--- START ---
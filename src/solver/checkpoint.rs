//! Serializable solver state.

use num_complex::Complex64;
use serde::{Deserialize, Serialize};
use std::collections::BTreeMap;

/// Clock and coefficients of every unknown at one iteration.
///
/// The storage format is up to the caller; this only fixes the mapping
/// from field names to coefficient buffers.
#[derive(Clone, Debug, PartialEq, Serialize, Deserialize)]
pub struct Checkpoint {
    pub iteration: u64,
    pub sim_time: f64,
    /// Last step size taken, if any.
    pub timestep: Option<f64>,
    pub fields: BTreeMap<String, Vec<Complex64>>,
}

impl Checkpoint {
    pub fn field(&self, name: &str) -> Option<&[Complex64]> {
        self.fields.get(name).map(Vec::as_slice)
    }
}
--- END ---
Pull out all lines containing the word "BTreeMap" from the entries above.

▶ **Task output**
use std::collections::BTreeMap;
    pub fields: BTreeMap<String, Vec<Complex64>>,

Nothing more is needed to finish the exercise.